A bout de souffle, Asturias se tut. Son discours avait fait son effet, ses
compagnons avaient été emportés par sa force de conviction.
- Je pense que nous ne devrions pas nous séparer maintenant : allons ensemble
le plus tôt possible pour l'Égypte. Argos regorge de navires assurant la
liaison entre la Grèce et l'Egypte si mes souvenirs sont exacts. Accordons-nous
une journée de repos ici même puis partons.
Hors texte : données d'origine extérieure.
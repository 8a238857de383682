use std::hash::Hash;
use std::time::Duration;

use serde::{Serialize, Serializer};
use thiserror::Error;

use crate::extract::ExtractionError;

/// Possible errors when interacting with `warpgate_lib`
///
/// Only four conditions are surfaced by the admission and proxy layers:
/// [`ErrorKind::RateLimited`], [`ErrorKind::QueueFull`],
/// [`ErrorKind::AdmissionTimeout`] and [`ErrorKind::NoHealthyProxy`].
/// Transient internal problems (a failed probe, a malformed endpoint
/// definition) are handled where they occur and never end up here.
#[derive(Error, Debug)]
#[non_exhaustive]
pub enum ErrorKind {
    /// The token bucket had no token left for this request
    #[error("Request rejected: rate limit of the connector budget reached")]
    RateLimited,
    /// The wait queue already holds its configured maximum number of tickets
    #[error("Request rejected: wait queue is full ({0} tickets)")]
    QueueFull(usize),
    /// The ticket was not promoted to running before its deadline
    #[error("No admission slot became available within {0:?}")]
    AdmissionTimeout(Duration),
    /// The proxy pool has no healthy endpoint with spare capacity
    #[error("No healthy proxy endpoint with spare capacity available")]
    NoHealthyProxy,
    /// The extraction collaborator failed for an admitted request
    #[error("Extraction failed: {0}")]
    Extraction(#[from] ExtractionError),
    /// The request client could not be created
    #[error("Error creating request client: {0}")]
    BuildRequestClient(#[source] reqwest::Error),
    /// A proxy URL could not be handed to the request client
    #[error("Invalid proxy URL `{0}`: {1}")]
    InvalidProxyUrl(String, #[source] reqwest::Error),
    /// The endpoint definition source could not be read at all
    #[error("Cannot read endpoint definitions from `{0}`: {1}")]
    ReadEndpointSource(String, #[source] std::io::Error),
}

impl ErrorKind {
    /// Return `true` if the error stems from running out of a shared
    /// resource (rate, queue, permits or proxies) rather than from the
    /// request itself.
    #[must_use]
    pub const fn is_exhaustion(&self) -> bool {
        matches!(
            self,
            Self::RateLimited | Self::QueueFull(_) | Self::AdmissionTimeout(_) | Self::NoHealthyProxy
        )
    }

    /// Short machine-readable name, used in logs and serialized output
    #[must_use]
    pub const fn code(&self) -> &'static str {
        match self {
            Self::RateLimited => "rate_limited",
            Self::QueueFull(_) => "queue_full",
            Self::AdmissionTimeout(_) => "admission_timeout",
            Self::NoHealthyProxy => "no_healthy_proxy",
            Self::Extraction(_) => "extraction",
            Self::BuildRequestClient(_) => "build_request_client",
            Self::InvalidProxyUrl(..) => "invalid_proxy_url",
            Self::ReadEndpointSource(..) => "read_endpoint_source",
        }
    }
}

impl PartialEq for ErrorKind {
    fn eq(&self, other: &Self) -> bool {
        match (self, other) {
            (Self::QueueFull(a), Self::QueueFull(b)) => a == b,
            (Self::AdmissionTimeout(a), Self::AdmissionTimeout(b)) => a == b,
            (Self::Extraction(a), Self::Extraction(b)) => a == b,
            (Self::BuildRequestClient(e1), Self::BuildRequestClient(e2)) => {
                e1.to_string() == e2.to_string()
            }
            (Self::InvalidProxyUrl(u1, _), Self::InvalidProxyUrl(u2, _)) => u1 == u2,
            (Self::ReadEndpointSource(p1, e1), Self::ReadEndpointSource(p2, e2)) => {
                p1 == p2 && e1.kind() == e2.kind()
            }
            (Self::RateLimited, Self::RateLimited) | (Self::NoHealthyProxy, Self::NoHealthyProxy) => {
                true
            }
            _ => false,
        }
    }
}

impl Eq for ErrorKind {}

impl Hash for ErrorKind {
    fn hash<H>(&self, state: &mut H)
    where
        H: std::hash::Hasher,
    {
        self.code().hash(state);
        match self {
            Self::QueueFull(n) => n.hash(state),
            Self::AdmissionTimeout(d) => d.hash(state),
            Self::InvalidProxyUrl(u, _) | Self::ReadEndpointSource(u, _) => u.hash(state),
            Self::Extraction(e) => e.to_string().hash(state),
            _ => {}
        }
    }
}

impl Serialize for ErrorKind {
    fn serialize<S>(&self, serializer: S) -> Result<S::Ok, S::Error>
    where
        S: Serializer,
    {
        serializer.collect_str(self)
    }
}
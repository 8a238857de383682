pub(crate) mod color;
pub(crate) mod log;

mod compact;
mod json;

use anyhow::Result;

use crate::options::OutputFormat;
use crate::report::{ProbeSummary, RunReport, TierPreset};

/// Renders command reports for stdout
pub(crate) trait ReportFormatter {
    /// Results of `warpgate extract`
    fn run(&self, report: &RunReport) -> Result<String>;

    /// Outcome of `warpgate probe`
    fn probe(&self, summary: &ProbeSummary) -> Result<String>;

    /// Table of `warpgate tiers`
    fn tiers(&self, tiers: &[TierPreset]) -> Result<String>;
}

pub(crate) fn get_report_formatter(format: OutputFormat) -> Box<dyn ReportFormatter> {
    match format {
        OutputFormat::Compact => Box::new(compact::Compact),
        OutputFormat::Json => Box::new(json::Json),
    }
}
- Oui, l'Etranger a raison. Je suis arrivé de Tanis à Argos, nous y trouverons
certainement des navires, acquiesça Mâa.
- Dans ce cas ... je suggère que nous partagions un bon repas ensemble, dit
Frank en se levant. « Allons mes amis, je crois que nous l'avons bien mérité
non ? »
C'est avec un large sourire que ses compagnons lui répondirent. Au même moment,
à des milliers de kilomètres de là, une ombre s'avançait dans la pénombre d'une
grotte sinistre, d'où émanait un souffle irréel. « Te voilà : la Mort t'attend,
viens ».
Périples marins
Ce fut sans encombre que les éphèbes retrouvèrent le chemin d'Argos. La cité de
Poséidon était en pleine effervescence depuis que des guerriers sacrés du dieu
des océans avaient été retrouvés morts aux quatre coins de la Grèce, victimes
de meurtriers inconnus. Tout juste savait-on que les corps avaient souvent été
atrocement mutilés et que les blessures infligées n'avaient rien de connues.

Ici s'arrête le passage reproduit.